Colorimetric Hybridization Sensor for DNA Mimic of a SARS-CoV-2 RNA Marker: Direct and Inverse Bioanalysis

Abstract

This article presents a colorimetric visual biosensor designed for direct application in undiluted biofluids, which holds significant promise for point-of-need applications. Unlike traditional biosensors that struggle with heavily diluted sample matrices, the presented biosensor does not require any instrumentation or trained personnel, making it highly practical. The sensor features an oligonucleotide probe covalently attached to magnetically separable magnetite (Fe₃O₄) particles. This probe selectively captures a DNA mimic of the SARS-CoV-2 RNA sequence via a base-pair hybridization.
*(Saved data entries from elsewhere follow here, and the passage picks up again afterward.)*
//! Shared constants for sticker imposition
//!
//! This module centralizes the production numbers used throughout
//! layout, pricing, scheduling and rendering.

use crate::pricing::PricingTier;

// =============================================================================
// Unit Conversion
// =============================================================================

/// Millimeters per centimeter
pub const MM_PER_CM: f64 = 10.0;

/// Centimeters per inch
pub const CM_PER_INCH: f64 = 2.54;

/// Convert centimeters to millimeters
#[inline]
pub fn cm_to_mm(cm: f64) -> f64 {
    cm * MM_PER_CM
}

/// Tolerance used when rounding derived lengths up to whole billing units,
/// so that 70.000000001 cm still counts as 7 blocks.
pub const ROUNDING_EPSILON: f64 = 1e-9;

/// Round up, ignoring floating point noise just above an integer
#[inline]
pub fn ceil_tolerant(value: f64) -> f64 {
    (value - ROUNDING_EPSILON).ceil()
}

// =============================================================================
// Spacing
// =============================================================================

/// Gap between stickers on sheet-fed media (mm)
pub const SHEET_SPACING_MM: f64 = 2.0;

/// Default gap between stickers on roll-fed media (mm)
pub const ROLL_DEFAULT_SPACING_MM: f64 = 5.0;

/// Smallest gap a roll job may request (mm)
pub const ROLL_MIN_SPACING_MM: f64 = 0.0;

/// Largest gap a roll job may request (mm)
pub const ROLL_MAX_SPACING_MM: f64 = 10.0;

/// Length of one billable roll segment (mm)
pub const ROLL_SEGMENT_LENGTH_MM: f64 = 1000.0;

// =============================================================================
// Order Limits
// =============================================================================

/// Largest sticker count a single order may request
pub const MAX_QUANTITY: u32 = 100_000;

/// Longest roll run a single order may request (cm)
pub const MAX_RUN_LENGTH_CM: f64 = 10_000.0;

/// Smallest sticker edge that can be cut (cm)
pub const MIN_ITEM_CM: f64 = 0.5;

/// Most tiles a single imposed document may hold
pub const MAX_TILES_PER_DOCUMENT: u32 = 1_000_000;

// =============================================================================
// Sheet-fed Pricing
// =============================================================================

/// Per-sheet prices for the digital press, keyed on total sheets
pub const PRESS_PRICING_TIERS: &[PricingTier] = &[
    PricingTier::up_to(2, 50.0),
    PricingTier::up_to(9, 35.0),
    PricingTier::up_to(24, 30.0),
    PricingTier::up_to(49, 25.0),
    PricingTier::up_to(99, 20.0),
    PricingTier::ceiling(18.0),
];

/// Per-sheet prices for the inkjet plotter, keyed on total sheets
pub const PLOTTER_PRICING_TIERS: &[PricingTier] = &[
    PricingTier::up_to(1, 350.0),
    PricingTier::up_to(4, 250.0),
    PricingTier::up_to(9, 225.0),
    PricingTier::up_to(24, 200.0),
    PricingTier::ceiling(180.0),
];

/// Lamination surcharge per sheet
pub const FINISH_COST_PER_SHEET: f64 = 10.0;

// =============================================================================
// Roll-fed Pricing
// =============================================================================

/// DTF runs are billed in blocks of this many centimeters
pub const DTF_BLOCK_CM: f64 = 10.0;

/// Price of one DTF block
pub const DTF_BLOCK_PRICE: f64 = 60.0;

/// Requested DTF lengths above this are billed at [`DTF_CAP_PRICE`]
pub const DTF_CAP_CM: f64 = 70.0;

/// Flat price for any requested DTF length above [`DTF_CAP_CM`]
pub const DTF_CAP_PRICE: f64 = 450.0;

/// Lower bound (exclusive) of the "complete the meter" offer window (cm)
pub const DTF_METER_OFFER_MIN_CM: f64 = 61.0;

/// Upper bound (exclusive) of the "complete the meter" offer window (cm)
pub const DTF_METER_OFFER_MAX_CM: f64 = 100.0;

/// Flat price offered for a full DTF meter
pub const DTF_METER_OFFER_PRICE: f64 = 500.0;

/// Protective container surcharge
pub const DTF_CONTAINER_COST: f64 = 35.0;

/// HOLO runs are billed per started meter
pub const HOLO_PRICE_PER_METER: f64 = 900.0;

// =============================================================================
// Production Time
// =============================================================================

/// Press print time per sheet (minutes)
pub const PRESS_PRINT_MINUTES_PER_SHEET: u32 = 10;

/// Plotter print time per sheet (minutes)
pub const PLOTTER_PRINT_MINUTES_PER_SHEET: u32 = 30;

/// Lamination time per sheet (minutes)
pub const FINISH_MINUTES_PER_SHEET: u32 = 5;

/// DTF meters billed at the initial rate
pub const DTF_INITIAL_METERS: f64 = 2.0;

/// DTF minutes per meter within the initial meters
pub const DTF_INITIAL_MINUTES_PER_METER: f64 = 60.0;

/// DTF minutes per meter beyond the initial meters
pub const DTF_EXTRA_MINUTES_PER_METER: f64 = 45.0;

/// No job is promised in less than this (minutes)
pub const MINIMUM_PRODUCTION_MINUTES: u32 = 120;

// =============================================================================
// Marks and Cut Lines
// =============================================================================

/// Half-length of the tick crossing an intermediate plotter mark (mm)
pub const INTERMEDIATE_TICK_HALF_MM: f64 = 5.0;

/// Stroke color for cut geometry
pub const CUT_LINE_COLOR: &str = "cyan";

/// Stroke width for cut geometry
pub const CUT_LINE_WIDTH: &str = "0.05mm";

/// Stroke color for registration marks
pub const MARK_COLOR: &str = "black";

/// Side length of the normalized outline coordinate space
pub const OUTLINE_SPACE: f64 = 100.0;

// =============================================================================
// Artwork
// =============================================================================

/// Recommended density for press and roll output (dots per inch)
pub const HIGH_DENSITY_DPI: f64 = 300.0;

/// Recommended density for plotter output (dots per inch)
pub const PLOTTER_DPI: f64 = 150.0;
The DNA mimic oligomer sequence was tested in a buffer solution, undiluted serum, and undiluted salivary biofluids. A second complementary hybridization sequence with a biotin tag was used to bind the target oligomer already hybridized to the magnetic particle-conjugated capture probe. Subsequent detection of the target oligomer was accomplished through high-affinity selective binding of streptavidin-peroxidase labels with the detection probe biotin units for visual colorimetric detection in the presence of 3,3′,5,5′-tetramethylbenzidine and hydrogen peroxide. Inverse assaying of the unbound-free streptavidin-peroxidase labels left in the detection reagent solution offered a reverse trend to the target oligomer concentration, as anticipated. We obtained detection limits of 1 fM (buffer assay), 1 pM (undiluted serum assay), and 1 pM (undiluted saliva assay) and with the linear ranges of 1 fM–10 nM (buffer assay), 1 pM–1 nM (undiluted serum assay), and 1 pM–1 nM (undiluted saliva assay), respectively. The assays in different biofluids allowed for the estimation of the analytical performance and the effect of sample matrices on the detection limits and calibration sensitivity.